**Aim of the exercise**
Go through the listing below and return each line that includes "false".

* * * *

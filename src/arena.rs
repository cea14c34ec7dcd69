//! Arena-based tree representation of an organizational hierarchy.
//!
//! Uses generational arena for memory-safe node references and O(1) lookups.
//! Nodes own a deep copy of their source record, so the tree and the linear
//! store it was built from remain usable independently.

use generational_arena::{Arena, Index};
use tracing::instrument;

use crate::record::{NodeId, NodeRecord};

/// Tree node: one record plus materialized parent/children links.
#[derive(Debug, Clone)]
pub struct OrgNode {
    /// Source record, payload included
    pub record: NodeRecord,
    /// Index of the parent node, None for the root
    pub parent: Option<Index>,
    /// Child node indices, in source-store order
    pub children: Vec<Index>,
}

impl OrgNode {
    pub fn id(&self) -> NodeId {
        self.record.id
    }

    pub fn is_leaf(&self) -> bool {
        self.children.is_empty()
    }
}

/// Rooted tree over an arena of [`OrgNode`]s.
///
/// `insert_node` can only attach a freshly inserted node to an already
/// existing parent, so a materialized tree cannot contain parent-link
/// cycles; malformed input is rejected earlier, by the builder.
#[derive(Debug, Clone)]
pub struct OrgTree {
    arena: Arena<OrgNode>,
    root: Option<Index>,
}

impl Default for OrgTree {
    fn default() -> Self {
        Self::new()
    }
}

impl OrgTree {
    pub fn new() -> Self {
        Self {
            arena: Arena::new(),
            root: None,
        }
    }

    /// Insert a node under `parent`, or as the root when `parent` is None.
    #[instrument(level = "trace", skip(self, record))]
    pub fn insert_node(&mut self, record: NodeRecord, parent: Option<Index>) -> Index {
        let node = OrgNode {
            record,
            parent,
            children: Vec::new(),
        };
        let node_idx = self.arena.insert(node);

        if let Some(parent_idx) = parent {
            if let Some(parent) = self.arena.get_mut(parent_idx) {
                parent.children.push(node_idx);
            }
        } else {
            self.root = Some(node_idx);
        }

        node_idx
    }

    pub fn get_node(&self, idx: Index) -> Option<&OrgNode> {
        self.arena.get(idx)
    }

    pub fn get_node_mut(&mut self, idx: Index) -> Option<&mut OrgNode> {
        self.arena.get_mut(idx)
    }

    pub fn root(&self) -> Option<Index> {
        self.root
    }

    pub fn node_count(&self) -> usize {
        self.arena.len()
    }

    pub fn is_empty(&self) -> bool {
        self.arena.is_empty()
    }

    /// Preorder traversal, children in insertion order.
    pub fn iter(&self) -> TreeIterator {
        TreeIterator::new(self)
    }

    pub fn iter_postorder(&self) -> PostOrderIterator {
        PostOrderIterator::new(self)
    }

    /// Maximum number of edges from the root to its deepest descendant.
    ///
    /// An empty tree and a single-node tree both have depth 0.
    #[instrument(level = "debug", skip(self))]
    pub fn depth(&self) -> usize {
        self.root.map_or(0, |root| self.depth_below(root))
    }

    /// Depth relative to `node_idx`, not the tree-wide depth: a leaf is 0
    /// even when it sits far below the root.
    pub fn depth_below(&self, node_idx: Index) -> usize {
        match self.get_node(node_idx) {
            Some(node) => node
                .children
                .iter()
                .map(|&child| self.depth_below(child))
                .max()
                .map_or(0, |d| d + 1),
            None => 0,
        }
    }

    /// Ids of all leaf nodes, in preorder.
    #[instrument(level = "debug", skip(self))]
    pub fn leaf_nodes(&self) -> Vec<NodeId> {
        self.iter()
            .filter(|(_, node)| node.is_leaf())
            .map(|(_, node)| node.id())
            .collect()
    }

    /// Flatten back to the linear form, preorder.
    ///
    /// Records come back unchanged, so the id set and payloads of a
    /// built tree round-trip to its source store.
    #[instrument(level = "debug", skip(self))]
    pub fn to_records(&self) -> Vec<NodeRecord> {
        self.iter().map(|(_, node)| node.record.clone()).collect()
    }
}

pub struct TreeIterator<'a> {
    tree: &'a OrgTree,
    stack: Vec<Index>,
}

impl<'a> TreeIterator<'a> {
    fn new(tree: &'a OrgTree) -> Self {
        let mut stack = Vec::new();
        if let Some(root) = tree.root() {
            stack.push(root);
        }
        Self { tree, stack }
    }
}

impl<'a> Iterator for TreeIterator<'a> {
    type Item = (Index, &'a OrgNode);

    fn next(&mut self) -> Option<Self::Item> {
        if let Some(current_idx) = self.stack.pop() {
            if let Some(node) = self.tree.get_node(current_idx) {
                // Push children in reverse order for left-to-right traversal
                for &child in node.children.iter().rev() {
                    self.stack.push(child);
                }
                return Some((current_idx, node));
            }
        }
        None
    }
}

pub struct PostOrderIterator<'a> {
    tree: &'a OrgTree,
    stack: Vec<(Index, bool)>,
}

impl<'a> PostOrderIterator<'a> {
    fn new(tree: &'a OrgTree) -> Self {
        let mut stack = Vec::new();
        if let Some(root) = tree.root() {
            stack.push((root, false));
        }
        Self { tree, stack }
    }
}

impl<'a> Iterator for PostOrderIterator<'a> {
    type Item = (Index, &'a OrgNode);

    fn next(&mut self) -> Option<Self::Item> {
        while let Some((current_idx, expanded)) = self.stack.pop() {
            if let Some(node) = self.tree.get_node(current_idx) {
                if !expanded {
                    self.stack.push((current_idx, true));
                    for &child in node.children.iter().rev() {
                        self.stack.push((child, false));
                    }
                } else {
                    return Some((current_idx, node));
                }
            }
        }
        None
    }
}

* * * *

**Result of this exercise**
            stack.push((root, false));
                        self.stack.push((child, false));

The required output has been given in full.